Review: Under the Skin, Michel Faber

under_the_skin1I had never heard of this book until I happened to see the movie on a plane recently – after 5 minutes, I was thinking “What the hell am I watching?” but I couldn’t turn it off. When it was over, I thought “What the hell have I just watched?” At the time I was annoyed to have invested so long in watching a movie that could have been much shorter for all that “actually happened” – but I haven’t been able to stop thinking about it. It is so mesmeric, the images so striking, the music so alien, and just so horrifying – all in the most minimalist, stripped down style imaginable. You work hard throughout the movie to try to make meaning from what you are seeing, and even so it leaves most things unanswered or open to interpretation. So I went straight to the book afterwards hoping to find a few more clues – only to discover it was 9000 times more straightforward.

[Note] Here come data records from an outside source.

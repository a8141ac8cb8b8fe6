use image::{GrayImage, Luma, Pixel, RgbImage};
use imageproc::{
    gradients::{horizontal_sobel, vertical_sobel},
    region_labelling::{Connectivity, connected_components},
};
use serde::{Deserialize, Serialize};
use strum::{Display, EnumString, IntoStaticStr};

use crate::{
    algorithms::features::largest_outer_contour,
    color::LabImage,
    traits::PixelRegion,
    types::PixelRect,
};

/// Regions at or below this many pixels are treated as noise.
pub const MIN_DEFECT_PIXELS: u32 = 10;

#[derive(
    Debug, Clone, Copy, PartialEq, Eq, Hash,
    Serialize, Deserialize,
    Display, EnumString, IntoStaticStr,
)]
#[serde(rename_all = "snake_case")]
#[strum(serialize_all = "snake_case")]
pub enum DefectKind {
    /// Elongated dark streak
    Crack,
    /// Compact, round dark patch
    Bruise,
    Spot,
}

/// A dark surface region inside one item.
#[derive(Debug, Clone, PartialEq, Serialize, Deserialize)]
pub struct DefectRegion {
    pub kind: DefectKind,
    pub bbox: PixelRect,
    pub area_px: u32,
    pub circularity: f64,
    pub elongation: f64,
}

impl DefectKind {
    fn classify(elongation: f64, circularity: f64) -> Self {
        if elongation > 3.0 {
            Self::Crack
        } else if circularity > 0.7 {
            Self::Bruise
        } else {
            Self::Spot
        }
    }
}

/// Group the region's pixels darker than `mean L* - 2σ` into 8-connected
/// regions and type each one larger than [`MIN_DEFECT_PIXELS`].
pub fn find_defect_regions<R: PixelRegion>(lab: &LabImage, region: &R) -> Vec<DefectRegion> {
    let b = region.bounds();
    if b.is_empty() {
        return Vec::new();
    }

    let mut values = Vec::new();
    region.for_each_pixel(|x, y| values.push(lab.get_pixel(x, y)[0] as f64));
    if values.is_empty() {
        return Vec::new();
    }

    let n = values.len() as f64;
    let mean = values.iter().sum::<f64>() / n;
    let variance = values.iter().map(|v| (v - mean).powi(2)).sum::<f64>() / n;
    let threshold = mean - 2.0 * variance.sqrt();

    // Dark pixels, cropped to the region's bounds
    let mut dark = GrayImage::new(b.width, b.height);
    region.for_each_pixel(|x, y| {
        if (lab.get_pixel(x, y)[0] as f64) < threshold {
            dark.put_pixel(x - b.x, y - b.y, Luma([255]));
        }
    });

    let labels = connected_components(&dark, Connectivity::Eight, Luma([0u8]));
    let count = labels.pixels().map(|p| p[0]).max().unwrap_or(0) as usize;

    // Per label: (min_x, min_y, max_x, max_y, pixels)
    let mut extents = vec![(u32::MAX, u32::MAX, 0u32, 0u32, 0u32); count + 1];
    for (x, y, px) in labels.enumerate_pixels() {
        let l = px[0] as usize;
        if l == 0 {
            continue;
        }
        let e = &mut extents[l];
        e.0 = e.0.min(x);
        e.1 = e.1.min(y);
        e.2 = e.2.max(x);
        e.3 = e.3.max(y);
        e.4 += 1;
    }

    let mut regions = Vec::new();
    for (label, &(min_x, min_y, max_x, max_y, pixels)) in extents.iter().enumerate().skip(1) {
        if pixels <= MIN_DEFECT_PIXELS {
            continue;
        }

        let local = PixelRect::from_corners(min_x, min_y, max_x, max_y);
        let blob = GrayImage::from_fn(local.width + 2, local.height + 2, |x, y| {
            let inside = x >= 1
                && y >= 1
                && x <= local.width
                && y <= local.height
                && labels.get_pixel(local.x + x - 1, local.y + y - 1)[0] == label as u32;
            if inside { Luma([255]) } else { Luma([0]) }
        });

        let circularity = largest_outer_contour(&blob)
            .filter(|c| c.perimeter > 0.0)
            .map(|c| 4.0 * std::f64::consts::PI * pixels as f64 / (c.perimeter * c.perimeter))
            .unwrap_or(0.0);
        let (w, h) = (local.width as f64, local.height as f64);
        let elongation = w.max(h) / w.min(h);

        regions.push(DefectRegion {
            kind: DefectKind::classify(elongation, circularity),
            bbox: PixelRect::new(local.x + b.x, local.y + b.y, local.width, local.height),
            area_px: pixels,
            circularity,
            elongation,
        });
    }

    regions
}


/// Freshness index of one item, from its saturation and surface texture.
#[derive(Debug, Clone, Copy, PartialEq, Serialize, Deserialize)]
pub struct Freshness {
    /// `0.6 * saturation + 0.4 * (255 - texture)`, clamped to 0..=100
    pub score: f64,
    /// Mean HSV saturation over the item (0..=255)
    pub saturation: f64,
    /// Mean Sobel gradient magnitude of the item's luma
    pub texture: f64,
}

impl Freshness {
    pub fn new(saturation: f64, texture: f64) -> Self {
        let score = (0.6 * saturation + 0.4 * (255.0 - texture)).clamp(0.0, 100.0);
        Self {
            score,
            saturation,
            texture,
        }
    }
}

/// Mean Sobel magnitude over the region. Luma outside the region counts as
/// black, so the outline itself adds to the texture.
pub fn surface_texture<R: PixelRegion>(image: &RgbImage, region: &R) -> Option<f64> {
    let b = region.bounds();
    if b.is_empty() {
        return None;
    }

    // One pixel of black padding around the region's bounds
    let mut gray = GrayImage::new(b.width + 2, b.height + 2);
    region.for_each_pixel(|x, y| {
        let luma = image.get_pixel(x, y).to_luma();
        gray.put_pixel(x - b.x + 1, y - b.y + 1, luma);
    });

    let gx = horizontal_sobel(&gray);
    let gy = vertical_sobel(&gray);

    let (mut total, mut count) = (0.0f64, 0u64);
    region.for_each_pixel(|x, y| {
        let (cx, cy) = (x - b.x + 1, y - b.y + 1);
        let dx = gx.get_pixel(cx, cy)[0] as f64;
        let dy = gy.get_pixel(cx, cy)[0] as f64;
        total += dx.hypot(dy);
        count += 1;
    });

    (count > 0).then(|| total / count as f64)
}

/// Score freshness for an item whose mean saturation is already known.
pub fn assess_freshness<R: PixelRegion>(
    image: &RgbImage,
    region: &R,
    saturation: f64,
) -> Option<Freshness> {
    surface_texture(image, region).map(|texture| Freshness::new(saturation, texture))
}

The alien in the movie doesn’t even have a name – her mission, her history are complete unknowns, and pretty much remain so. In the book, you find out about all of these things in a much more straightforward, linearĀ fashion. The mesmeric, sexually predatory, menacing mood is not present (in fact you feel rather sorry for Isserley) and you don’t get that sense of pure alien-ness that you do from the movie. This was my one issue with the book – Isserley was SO human that I couldn’t quite understand how the whole premise for the book could occur. On the other hand though, as a work of science fiction, it is satisfying to learn about Isserley’s world, its class structure, what life is like for its inhabitants, on why they are sending people to earth, what they sacrifice in order to come, and why they would do so. You learn more than you probably ever wanted to know about “vodsel”, including a few hideous scenes that you surely won’t be forgetting in a hurry. The themes of what it means to be human, and of the blurred boundaries between human, beast and monster, and of the need for connection and home, come through strongly in both the movie and the book however. If you like science fiction, this is a thought-provoking read that will stay with you.